Visibility modifiers

Kotlin allows you to enforce symbol visibility (which Python only does via underscore conventions) via visibility modifiers, which can be placed on symbol declarations. If you don't supply a visibility modifier, you get the default visibility level, which is public.

The meaning of a visibility modifier depends on whether it's applied to a top-level declaration or to a declaration inside a class. For top-level declarations:

  • public (or omitted): this symbol is visible throughout the entire codebase
  • internal: this symbol is only visible inside files that belong to the same module (a source code grouping which is defined by your IDE or build tool) as the file where this symbol is declared
  • private: this symbol is only visible inside the file where this symbol is declared

For example, private could be used to define a property or helper function that is needed by several functions in one file, or a complex type returned by one of your private functions, without leaking them to the rest of the codebase:

private class ReturnType(val a: Int, val b: Double, val c: String)

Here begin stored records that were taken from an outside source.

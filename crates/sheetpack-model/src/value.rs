use chrono::{Duration as TimeDelta, NaiveDateTime};
use serde::{Deserialize, Serialize};

pub use crate::rich_text::RichText;
use crate::ErrorValue;

/// Tagged representation of a cell value.
///
/// The enum uses an explicit `{type, value}` tagged layout for stable
/// serialization.
#[derive(Clone, Debug, PartialEq, Serialize, Deserialize, Default)]
#[serde(tag = "type", content = "value", rename_all = "snake_case")]
pub enum CellValue {
    /// Empty / unset cell value.
    #[default]
    Empty,
    /// IEEE-754 double precision number.
    Number(f64),
    /// Boolean.
    Boolean(bool),
    /// A calendar date-time, stored independently of the workbook's serial
    /// date system; the codec converts to serial form on the wire.
    DateTime(NaiveDateTime),
    /// An elapsed time span (what elapsed-time formats like `[h]:mm:ss`
    /// display), stored on the wire as a fractional day count.
    #[serde(with = "serde_duration_days")]
    Duration(TimeDelta),
    /// Plain string (not rich text).
    Text(String),
    /// Rich text value (styled runs, optional phonetic annotation).
    RichText(RichText),
    /// Excel error value.
    Error(ErrorValue),
}

impl CellValue {
    /// Returns true if the value is [`CellValue::Empty`].
    pub fn is_empty(&self) -> bool {
        matches!(self, CellValue::Empty)
    }

    /// The plain-text content for text-like values.
    pub fn as_text(&self) -> Option<&str> {
        match self {
            CellValue::Text(s) => Some(s),
            CellValue::RichText(rt) => Some(rt.plain_text()),
            _ => None,
        }
    }
}

impl From<f64> for CellValue {
    fn from(value: f64) -> Self {
        CellValue::Number(value)
    }
}

impl From<bool> for CellValue {
    fn from(value: bool) -> Self {
        CellValue::Boolean(value)
    }
}

impl From<String> for CellValue {
    fn from(value: String) -> Self {
        CellValue::Text(value)
    }
}

impl From<&str> for CellValue {
    fn from(value: &str) -> Self {
        CellValue::Text(value.to_string())
    }
}

impl From<NaiveDateTime> for CellValue {
    fn from(value: NaiveDateTime) -> Self {
        CellValue::DateTime(value)
    }
}

impl From<ErrorValue> for CellValue {
    fn from(value: ErrorValue) -> Self {
        CellValue::Error(value)
    }
}

impl From<RichText> for CellValue {
    fn from(value: RichText) -> Self {
        CellValue::RichText(value)
    }
}

/// Serialize durations as fractional days, matching their wire form.
mod serde_duration_days {
    use chrono::Duration as TimeDelta;
    use serde::{Deserialize, Deserializer, Serializer};

    pub fn serialize<S>(value: &TimeDelta, serializer: S) -> Result<S::Ok, S::Error>
    where
        S: Serializer,
    {
        serializer.serialize_f64(crate::days_from_duration(*value))
    }

    pub fn deserialize<'de, D>(deserializer: D) -> Result<TimeDelta, D::Error>
    where
        D: Deserializer<'de>,
    {
        let days = f64::deserialize(deserializer)?;
        Ok(crate::duration_from_days(days))
    }
}

#[cfg(test)]
mod tests {
    use super::*;

    #[test]
    fn duration_serializes_as_days() {
        let v = CellValue::Duration(TimeDelta::hours(36));
        let json = serde_json::to_string(&v).unwrap();
        assert_eq!(json, r#"{"type":"duration","value":1.5}"#);
        let back: CellValue = serde_json::from_str(&json).unwrap();
        assert_eq!(back, v);
    }
}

private fun secretHelper(x: Int) = x * x

private const val secretValue = 3.14

For a symbol that is declared inside a class:

  • public (or omitted): this symbol is visible to any code that can see the containing class
  • internal: this symbol is only visible to code that exists inside a file that belongs to the same module as the file where this symbol is declared, and that can also see the containing class
  • protected: this symbol is only visible inside the containing class and all of its subclasses, no matter where they are declared (so if your class is public and open, anyone can subclass it and thus get to see and use the protected members). If you have used Java: this does not also grant access from the rest of the package.
  • private: this symbol is only visible inside the containing class

A constructor can also have a visibility modifier. If you want to place one on the primary constructor (which you might want to do if you have a number of secondary constructors which all invoke a complicated primary constructor that you don't want to expose), you need to include the constructor keyword: class Person private constructor(val name: String).

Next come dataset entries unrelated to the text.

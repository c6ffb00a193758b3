use core::fmt;

use serde::{Deserialize, Serialize};

/// An Excel error literal as stored in cell values (`t="e"`).
///
/// The enum is closed: every wire literal maps to exactly one variant and
/// back, with no runtime "unimplemented" fallback. `from_wire` returning
/// `None` means the text is not an error literal at all.
#[derive(Copy, Clone, Debug, PartialEq, Eq, Hash, Serialize, Deserialize)]
#[serde(rename_all = "snake_case")]
pub enum ErrorValue {
    /// `#NULL!` — intersection of ranges that do not intersect.
    Null,
    /// `#DIV/0!` — division by zero.
    Div0,
    /// `#VALUE!` — wrong operand type.
    Value,
    /// `#REF!` — invalid cell reference.
    Ref,
    /// `#NAME?` — unrecognized name.
    Name,
    /// `#NUM!` — invalid numeric value.
    Num,
    /// `#N/A` — value not available.
    NA,
    /// `#GETTING_DATA` — asynchronous data retrieval in progress.
    GettingData,
}

impl ErrorValue {
    /// All variants, in wire-table order. Used by the completeness test.
    pub const ALL: [ErrorValue; 8] = [
        ErrorValue::Null,
        ErrorValue::Div0,
        ErrorValue::Value,
        ErrorValue::Ref,
        ErrorValue::Name,
        ErrorValue::Num,
        ErrorValue::NA,
        ErrorValue::GettingData,
    ];

    /// The wire literal for this error.
    pub const fn as_str(self) -> &'static str {
        match self {
            ErrorValue::Null => "#NULL!",
            ErrorValue::Div0 => "#DIV/0!",
            ErrorValue::Value => "#VALUE!",
            ErrorValue::Ref => "#REF!",
            ErrorValue::Name => "#NAME?",
            ErrorValue::Num => "#NUM!",
            ErrorValue::NA => "#N/A",
            ErrorValue::GettingData => "#GETTING_DATA",
        }
    }

    /// Parse a wire literal.
    pub fn from_wire(s: &str) -> Option<Self> {
        match s {
            "#NULL!" => Some(ErrorValue::Null),
            "#DIV/0!" => Some(ErrorValue::Div0),
            "#VALUE!" => Some(ErrorValue::Value),
            "#REF!" => Some(ErrorValue::Ref),
            "#NAME?" => Some(ErrorValue::Name),
            "#NUM!" => Some(ErrorValue::Num),
            "#N/A" => Some(ErrorValue::NA),
            "#GETTING_DATA" => Some(ErrorValue::GettingData),
            _ => None,
        }
    }
}

impl fmt::Display for ErrorValue {
    fn fmt(&self, f: &mut fmt::Formatter<'_>) -> fmt::Result {
        f.write_str(self.as_str())
    }
}

#[cfg(test)]
mod tests {
    use super::*;

    #[test]
    fn every_variant_maps_both_ways() {
        for variant in ErrorValue::ALL {
            assert_eq!(ErrorValue::from_wire(variant.as_str()), Some(variant));
        }
    }

    #[test]
    fn unknown_literal_is_not_an_error_value() {
        assert_eq!(ErrorValue::from_wire("#BOGUS!"), None);
        assert_eq!(ErrorValue::from_wire(""), None);
    }
}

Visibility modifiers can't be placed on local variables, since their visibility is always limited to the containing block.

The type of a property, and the types that are used for the parameters and the return type of a function, must be "at least as visible" as the property/function itself. For example, a public function can't take a private type as a parameter.

The visibility level only affects the lexical visibility of the symbol - i.e., where the compiler allows you to type out the symbol. It does not affect where instances are used: for example, a public top-level function may well return an instance of a private class, as long as the return type doesn't mention the private class name but is instead a public base class of the private class (possibly Any) or a public interface that the private class implements. When you subclass a class, its private members are also inherited by the subclass, but are not directly accessible there - however, if you call an inherited public function that happens to access a private member, that's fine.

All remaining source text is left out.